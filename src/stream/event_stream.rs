//! Per-stream handles over a backing [`EventStore`].
//!
//! Handlers never mutate streams directly; they hand their events to an
//! [`EventStream`] handle, which appends on their behalf under the
//! optimistic-concurrency contract.

use std::sync::Arc;

use uuid::Uuid;

use crate::envelope::JsonEnvelope;

use super::error::StreamError;
use super::store::{EventStore, Tolerance};

/// Entry point for obtaining stream handles.
pub struct EventSource {
    store: Arc<dyn EventStore>,
}

impl EventSource {
    pub fn new(store: Arc<dyn EventStore>) -> Self {
        EventSource { store }
    }

    /// A handle bound to `stream_id`. The stream need not contain events
    /// yet — an empty, never-written stream is a valid zero-version state.
    pub fn stream_of(&self, stream_id: Uuid) -> EventStream {
        EventStream {
            store: Arc::clone(&self.store),
            stream_id,
            current_version: 0,
            events: Vec::new(),
        }
    }
}

/// Handle over one ordered, append-only stream of envelopes.
///
/// Tracks the last version this handle has observed; `append` uses it as the
/// expected base version for the optimistic-concurrency check. On conflict
/// the caller is expected to `read` again, recompute its events, and retry —
/// the handle itself never retries.
pub struct EventStream {
    store: Arc<dyn EventStore>,
    stream_id: Uuid,
    current_version: u64,
    events: Vec<JsonEnvelope>,
}

impl EventStream {
    pub fn stream_id(&self) -> Uuid {
        self.stream_id
    }

    /// The last version this handle has observed — 0 until `read` or a
    /// successful `append`.
    pub fn current_version(&self) -> u64 {
        self.current_version
    }

    /// The events loaded by the last `read` — empty until then. An `append`
    /// does not refresh this view; `read` again to observe the new events.
    pub fn events(&self) -> &[JsonEnvelope] {
        &self.events
    }

    /// Load the stream's events and refresh the handle's version.
    pub fn read(&mut self) -> Result<Vec<JsonEnvelope>, StreamError> {
        let (version, events) = self.store.load(self.stream_id)?;
        self.current_version = version;
        self.events = events.clone();
        Ok(events)
    }

    /// Append `events` after this handle's last-known version.
    ///
    /// On success the handle advances to the stream's new current version,
    /// which is returned.
    pub fn append(
        &mut self,
        events: Vec<JsonEnvelope>,
        tolerance: Tolerance,
    ) -> Result<u64, StreamError> {
        let version =
            self.store
                .commit(self.stream_id, self.current_version, tolerance, events)?;
        self.current_version = version;
        Ok(version)
    }
}
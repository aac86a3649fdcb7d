use std::fmt;

/// Error raised when required metadata fields are missing or malformed.
///
/// Raised at construction, never at use time. Not retryable — a validation
/// failure indicates a defect in the producer of the envelope.
#[derive(Clone, Debug, PartialEq, Eq)]
pub enum ValidationError {
    /// The `id` field is absent or null.
    MissingId,
    /// The `id` field is not a well-formed UUID.
    MalformedId(String),
    /// The `name` field is absent or null.
    MissingName,
    /// The `name` field is present but empty.
    EmptyName,
}

impl fmt::Display for ValidationError {
    fn fmt(&self, f: &mut fmt::Formatter<'_>) -> fmt::Result {
        match self {
            ValidationError::MissingId => write!(f, "metadata id is missing"),
            ValidationError::MalformedId(id) => {
                write!(f, "metadata id is not a valid UUID: {}", id)
            }
            ValidationError::MissingName => write!(f, "metadata name is missing"),
            ValidationError::EmptyName => write!(f, "metadata name is empty"),
        }
    }
}

impl std::error::Error for ValidationError {}
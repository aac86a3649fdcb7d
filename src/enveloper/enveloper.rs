//! Outbound envelope derivation.
//!
//! Handlers produce raw payload values; the enveloper wraps them in fresh
//! envelopes whose metadata is inherited from the envelope that caused them:
//!
//! ```ignore
//! let mut enveloper = Enveloper::new();
//! enveloper.register::<OrderPlaced>("orders.order-placed");
//!
//! let event = enveloper
//!     .envelop(OrderPlaced { order_id })
//!     .with_metadata_from(&command)?;
//! ```

use std::any::{type_name, TypeId};
use std::collections::HashMap;

use uuid::Uuid;

use crate::envelope::{Envelope, Metadata};

use super::error::EnveloperError;

/// Derives outbound envelopes from payloads and a causing envelope.
///
/// Holds the payload-type → logical-name registry. Registration is a
/// startup-time configuration action; after wiring, the enveloper is
/// read-only and safe to share.
#[derive(Default)]
pub struct Enveloper {
    names: HashMap<TypeId, String>,
}

impl Enveloper {
    pub fn new() -> Self {
        Enveloper::default()
    }

    /// Record the logical outbound name for a payload type.
    ///
    /// Re-registering the same type overwrites — last registration wins.
    pub fn register<T: 'static>(&mut self, name: impl Into<String>) {
        self.names.insert(TypeId::of::<T>(), name.into());
    }

    /// The registered name for a payload type, if any.
    pub fn name_for<T: 'static>(&self) -> Option<&str> {
        self.names.get(&TypeId::of::<T>()).map(|s| s.as_str())
    }

    /// Begin deriving an outbound envelope for `payload`.
    pub fn envelop<T>(&self, payload: T) -> EnvelopeBuilder<'_, T> {
        EnvelopeBuilder {
            enveloper: self,
            payload,
            name: None,
            stream: None,
        }
    }
}

/// Fluent builder produced by [`Enveloper::envelop`]; terminated by
/// [`EnvelopeBuilder::with_metadata_from`].
pub struct EnvelopeBuilder<'a, T> {
    enveloper: &'a Enveloper,
    payload: T,
    name: Option<String>,
    stream: Option<(Uuid, u64)>,
}

impl<'a, T: 'static> EnvelopeBuilder<'a, T> {
    /// Set the outbound name explicitly instead of resolving it from the
    /// payload-type registry.
    pub fn with_name(mut self, name: impl Into<String>) -> Self {
        self.name = Some(name.into());
        self
    }

    /// Carry explicit stream fields on the derived envelope.
    ///
    /// The enveloper never assigns stream positions on its own — that is
    /// the event stream's job at append time.
    pub fn with_stream(mut self, stream_id: Uuid, version: u64) -> Self {
        self.stream = Some((stream_id, version));
        self
    }

    /// Build the envelope, inheriting metadata from `causing`.
    ///
    /// The result carries a fresh id, the causing envelope's correlation and
    /// identity context, and a causation chain equal to the causing chain
    /// with the causing envelope's own id appended.
    pub fn with_metadata_from<C>(self, causing: &Envelope<C>) -> Result<Envelope<T>, EnveloperError> {
        let name = match self.name {
            Some(name) => name,
            None => self
                .enveloper
                .name_for::<T>()
                .map(String::from)
                .ok_or(EnveloperError::UnregisteredPayloadType(type_name::<T>()))?,
        };

        let caused_by = causing.metadata();
        let mut causation = caused_by.causation().to_vec();
        causation.push(caused_by.id());

        let mut builder = Metadata::builder()
            .with_id(Uuid::new_v4())
            .with_name(name)
            .with_causation(causation);

        if let Some(client_id) = caused_by.client_correlation_id() {
            builder = builder.with_client_correlation_id(client_id);
        }
        if let Some(user_id) = caused_by.user_id() {
            builder = builder.with_user_id(user_id);
        }
        if let Some(session_id) = caused_by.session_id() {
            builder = builder.with_session_id(session_id);
        }
        if let Some(level) = caused_by.level_of_assurance() {
            builder = builder.with_level_of_assurance(level);
        }
        if let Some((stream_id, version)) = self.stream {
            builder = builder.with_stream_id(stream_id).with_version(version);
        }

        Ok(Envelope::new(builder.build()?, self.payload))
    }
}

#[cfg(test)]
mod tests {
    use super::*;
    use crate::envelope::JsonEnvelope;
    use serde_json::json;

    struct OrderPlaced;
    struct OrderCancelled;

    fn causing_envelope() -> JsonEnvelope {
        let metadata = Metadata::builder()
            .with_id(Uuid::new_v4())
            .with_name("orders.place-order")
            .with_client_correlation_id("corr-1")
            .with_causation(vec![Uuid::new_v4()])
            .with_user_id("user-1")
            .with_session_id("session-1")
            .with_level_of_assurance(2)
            .with_stream_id(Uuid::new_v4())
            .with_version(4)
            .build()
            .unwrap();
        Envelope::new(metadata, json!({}))
    }

    #[test]
    fn explicit_name() {
        let enveloper = Enveloper::new();
        let causing = causing_envelope();

        let envelope = enveloper
            .envelop(OrderPlaced)
            .with_name("orders.order-placed")
            .with_metadata_from(&causing)
            .unwrap();

        assert_eq!(envelope.metadata().name(), "orders.order-placed");
    }

    #[test]
    fn registered_name() {
        let mut enveloper = Enveloper::new();
        enveloper.register::<OrderPlaced>("orders.order-placed");
        let causing = causing_envelope();

        let envelope = enveloper
            .envelop(OrderPlaced)
            .with_metadata_from(&causing)
            .unwrap();

        assert_eq!(envelope.metadata().name(), "orders.order-placed");
    }

    #[test]
    fn last_registration_wins() {
        let mut enveloper = Enveloper::new();
        enveloper.register::<OrderPlaced>("orders.order-placed");
        enveloper.register::<OrderPlaced>("orders.order-placed-v2");

        assert_eq!(
            enveloper.name_for::<OrderPlaced>(),
            Some("orders.order-placed-v2")
        );
    }

    #[test]
    fn unregistered_type_fails() {
        let enveloper = Enveloper::new();
        let causing = causing_envelope();

        let result = enveloper
            .envelop(OrderCancelled)
            .with_metadata_from(&causing);

        match result {
            Err(EnveloperError::UnregisteredPayloadType(type_name)) => {
                assert!(type_name.contains("OrderCancelled"));
            }
            other => panic!("expected UnregisteredPayloadType, got {:?}", other.err()),
        }
    }

    #[test]
    fn causation_is_causing_chain_plus_causing_id() {
        let enveloper = Enveloper::new();
        let causing = causing_envelope();

        let envelope = enveloper
            .envelop(OrderPlaced)
            .with_name("orders.order-placed")
            .with_metadata_from(&causing)
            .unwrap();

        let mut expected = causing.metadata().causation().to_vec();
        expected.push(causing.metadata().id());
        assert_eq!(envelope.metadata().causation(), expected.as_slice());
        assert_ne!(envelope.metadata().id(), causing.metadata().id());
    }

    #[test]
    fn correlation_and_context_copied() {
        let enveloper = Enveloper::new();
        let causing = causing_envelope();

        let envelope = enveloper
            .envelop(OrderPlaced)
            .with_name("orders.order-placed")
            .with_metadata_from(&causing)
            .unwrap();

        let metadata = envelope.metadata();
        assert_eq!(metadata.client_correlation_id(), Some("corr-1"));
        assert_eq!(metadata.user_id(), Some("user-1"));
        assert_eq!(metadata.session_id(), Some("session-1"));
        assert_eq!(metadata.level_of_assurance(), Some(2));
    }

    #[test]
    fn stream_fields_not_inherited() {
        let enveloper = Enveloper::new();
        let causing = causing_envelope();

        let envelope = enveloper
            .envelop(OrderPlaced)
            .with_name("orders.order-placed")
            .with_metadata_from(&causing)
            .unwrap();

        assert_eq!(envelope.metadata().stream_id(), None);
        assert_eq!(envelope.metadata().version(), None);
    }

    #[test]
    fn stream_fields_carried_when_explicit() {
        let enveloper = Enveloper::new();
        let causing = causing_envelope();
        let stream_id = Uuid::new_v4();

        let envelope = enveloper
            .envelop(OrderPlaced)
            .with_name("orders.order-placed")
            .with_stream(stream_id, 12)
            .with_metadata_from(&causing)
            .unwrap();

        assert_eq!(envelope.metadata().stream_id(), Some(stream_id));
        assert_eq!(envelope.metadata().version(), Some(12));
    }

    #[test]
    fn explicit_empty_name_fails_validation() {
        let enveloper = Enveloper::new();
        let causing = causing_envelope();

        let result = enveloper
            .envelop(OrderPlaced)
            .with_name("")
            .with_metadata_from(&causing);

        assert!(matches!(result, Err(EnveloperError::InvalidMetadata(_))));
    }
}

### About this exercise
Your output should be an exact copy of the lines from the top of the listing above to the line with "valid zero-version state.", both ends included.

### Exercise response
filename src/stream/event_stream.rs
//! Per-stream handles over a backing [`EventStore`].
//!
//! Handlers never mutate streams directly; they hand their events to an
//! [`EventStream`] handle, which appends on their behalf under the
//! optimistic-concurrency contract.

use std::sync::Arc;

use uuid::Uuid;

use crate::envelope::JsonEnvelope;

use super::error::StreamError;
use super::store::{EventStore, Tolerance};

/// Entry point for obtaining stream handles.
pub struct EventSource {
    store: Arc<dyn EventStore>,
}

impl EventSource {
    pub fn new(store: Arc<dyn EventStore>) -> Self {
        EventSource { store }
    }

    /// A handle bound to `stream_id`. The stream need not contain events
    /// yet — an empty, never-written stream is a valid zero-version state.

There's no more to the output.